Dispatching the dole: the seaborne transport of staples between Tunisia and Italy through literary and archaeological evidence

Dove
British School at Rome
via Antonio Gramsci 61
Roma

Data evento
19 April 2023


The supply of food staples to a specific segment of Rome’s population—whose income or property were below a certain amount—was a prime concern in the late-Republican and imperial period, as it could earn vast numbers of votes and keep the potentially dangerous lower-class citizens at bay. Most of the subsidised foodstuffs were imported from Africa: the logistics of transporting the staples to Rome was extremely elaborate, but the efficient control of the food supply was a key to the control of Rome itself.

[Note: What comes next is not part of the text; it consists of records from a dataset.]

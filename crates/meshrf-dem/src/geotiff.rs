//! Raster loading from (Geo)TIFF files.
//!
//! Only the first image of the file is decoded. Georeferencing tags are not
//! interpreted; the caller supplies the ground-sample distance.

use crate::{ElevationGrid, Result};
use std::fs::File;
use std::io::{BufReader, Read, Seek};
use std::path::Path;
use tiff::decoder::{Decoder, DecodingResult, Limits};
use tracing::debug;

/// Decoder buffer ceiling; a 16k x 16k `f32` raster needs 1 GiB.
const MAX_BUFFER_BYTES: usize = 1 << 30;

impl ElevationGrid {
    /// Load an elevation grid from a single-band TIFF file.
    ///
    /// Any integer or floating-point sample type is accepted and converted to
    /// `f32` meters.
    pub fn from_geotiff<P: AsRef<Path>>(path: P, gsd_meters: f64) -> Result<Self> {
        let path = path.as_ref();
        let reader = BufReader::new(File::open(path)?);

        let mut limits = Limits::default();
        limits.decoding_buffer_size = MAX_BUFFER_BYTES;
        limits.intermediate_buffer_size = MAX_BUFFER_BYTES;
        limits.ifd_value_size = MAX_BUFFER_BYTES;
        let mut decoder = Decoder::new(reader)?.with_limits(limits);

        let (width, height) = decoder.dimensions()?;
        let samples = read_samples(&mut decoder)?;

        debug!(
            path = %path.display(),
            width,
            height,
            gsd_meters,
            "Loaded elevation raster"
        );

        Self::try_new(width as usize, height as usize, gsd_meters, samples)
    }
}

/// First image of the file as `f32` samples.
fn read_samples<R: Read + Seek>(decoder: &mut Decoder<R>) -> Result<Vec<f32>> {
    macro_rules! widen {
        ($values:expr) => {
            $values.into_iter().map(|v| v as f32).collect()
        };
    }

    Ok(match decoder.read_image()? {
        DecodingResult::F32(values) => values,
        DecodingResult::F64(values) => widen!(values),
        DecodingResult::U8(values) => widen!(values),
        DecodingResult::U16(values) => widen!(values),
        DecodingResult::U32(values) => widen!(values),
        DecodingResult::U64(values) => widen!(values),
        DecodingResult::I8(values) => widen!(values),
        DecodingResult::I16(values) => widen!(values),
        DecodingResult::I32(values) => widen!(values),
        DecodingResult::I64(values) => widen!(values),
    })
}
//! Error types for the DEM crate.

use thiserror::Error;

/// Errors that can occur when building or loading an elevation raster.
#[derive(Debug, Error)]
pub enum DemError {
    /// I/O error reading a file.
    #[error("I/O error: {0}")]
    Io(#[from] std::io::Error),

    /// TIFF decoding error.
    #[error("TIFF decode error: {0}")]
    TiffDecode(#[from] tiff::TiffError),

    /// Width or height is zero.
    #[error("Invalid raster dimensions {width}x{height} (both must be positive)")]
    InvalidDimensions {
        /// Requested width in cells.
        width: usize,
        /// Requested height in cells.
        height: usize,
    },

    /// Elevation buffer length does not match `width * height`.
    #[error("Elevation buffer has {actual} samples, expected {expected}")]
    DataLength {
        /// Expected number of samples.
        expected: usize,
        /// Number of samples supplied.
        actual: usize,
    },

    /// Ground-sample distance is zero, negative or not finite.
    #[error("Invalid ground-sample distance {0} m (must be positive and finite)")]
    InvalidGroundSampleDistance(f64),

    /// Coordinate is outside the raster.
    #[error("Grid coordinate ({x}, {y}) is outside the {width}x{height} raster")]
    OutOfBounds {
        /// Requested column.
        x: i64,
        /// Requested row.
        y: i64,
        /// Raster width.
        width: usize,
        /// Raster height.
        height: usize,
    },

    /// A profile needs at least two samples.
    #[error("Need at least 2 samples along a line, got {0}")]
    TooFewSamples(usize),
}
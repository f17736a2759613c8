//! Error types for viewshed operations.

use thiserror::Error;

/// Errors raised when combining visibility masks.
#[derive(Debug, Error, Clone, PartialEq, Eq)]
pub enum ViewshedError {
    /// Two masks with different dimensions were combined.
    #[error("Mask dimensions differ: {left_width}x{left_height} vs {right_width}x{right_height}")]
    DimensionMismatch {
        /// Width of the receiving mask.
        left_width: usize,
        /// Height of the receiving mask.
        left_height: usize,
        /// Width of the other mask.
        right_width: usize,
        /// Height of the other mask.
        right_height: usize,
    },
}
//! Binary visibility masks.

use crate::ViewshedError;
use meshrf_dem::GridPoint;

/// Row-major boolean raster marking the cells visible from one site.
///
/// Cells start invisible and are only ever switched on while a viewshed is
/// computed, so rays may be merged in any order.
#[derive(Debug, Clone, PartialEq, Eq)]
pub struct VisibilityMask {
    width: usize,
    height: usize,
    cells: Vec<bool>,
}

impl VisibilityMask {
    /// All-invisible mask.
    pub fn new(width: usize, height: usize) -> Self {
        Self {
            width,
            height,
            cells: vec![false; width * height],
        }
    }

    /// Width in cells.
    pub fn width(&self) -> usize {
        self.width
    }

    /// Height in cells.
    pub fn height(&self) -> usize {
        self.height
    }

    /// Whether the cell at `(x, y)` is visible; `false` outside the mask.
    pub fn is_visible(&self, x: i32, y: i32) -> bool {
        self.index_of(x, y).is_some_and(|idx| self.cells[idx])
    }

    /// Whether the cell at a grid point is visible.
    pub fn contains_point(&self, point: GridPoint) -> bool {
        self.is_visible(point.x, point.y)
    }

    /// Mark a cell visible. Marking is idempotent and never clears a cell.
    pub(crate) fn mark(&mut self, index: usize) {
        self.cells[index] = true;
    }

    pub(crate) fn index_of(&self, x: i32, y: i32) -> Option<usize> {
        if x >= 0 && y >= 0 && (x as usize) < self.width && (y as usize) < self.height {
            Some(y as usize * self.width + x as usize)
        } else {
            None
        }
    }

    /// Number of visible cells.
    pub fn visible_count(&self) -> usize {
        self.cells.iter().filter(|&&v| v).count()
    }

    /// Visible area in km² for a given ground-sample distance.
    pub fn coverage_area_km2(&self, gsd_meters: f64) -> f64 {
        self.visible_count() as f64 * gsd_meters * gsd_meters / 1_000_000.0
    }

    /// Iterate over the visible cells in row-major order.
    pub fn iter_visible(&self) -> impl Iterator<Item = GridPoint> + '_ {
        let width = self.width;
        self.cells
            .iter()
            .enumerate()
            .filter(|&(_, &v)| v)
            .map(move |(idx, _)| GridPoint::new((idx % width) as i32, (idx / width) as i32))
    }

    /// Row-major cells.
    pub fn as_slice(&self) -> &[bool] {
        &self.cells
    }

    /// Consume the mask, returning its row-major cells.
    pub fn into_vec(self) -> Vec<bool> {
        self.cells
    }

    /// Cells as bytes (`1` visible, `0` not), the layout raster exporters expect.
    pub fn to_bytes(&self) -> Vec<u8> {
        self.cells.iter().map(|&v| u8::from(v)).collect()
    }

    /// Merge another mask into this one (cell-wise OR).
    pub fn union_with(&mut self, other: &VisibilityMask) -> Result<(), ViewshedError> {
        if self.width != other.width || self.height != other.height {
            return Err(ViewshedError::DimensionMismatch {
                left_width: self.width,
                left_height: self.height,
                right_width: other.width,
                right_height: other.height,
            });
        }
        for (cell, &seen) in self.cells.iter_mut().zip(&other.cells) {
            *cell |= seen;
        }
        Ok(())
    }
}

Despite the risks of seaborne transport, shipping goods by sea was much cheaper than by land. Ancient navigation rarely involved direct sailing on the open sea: ships and sailors were often constrained to coastal journeys. Sailing routes in the ancient Mediterranean have been compared to beaded strings, the beads being the manifold harbours and anchorages where ships could find shelter along their journeys. Building on the archaeological evidence of a group of maritime imperial villas on the coast of southern Etruria, and combining it with literary sources relevant to navigation routes in the central Mediterranean, the lecture will seek to reconstruct the logistics of the transport of the dole between Tunisia and Italy.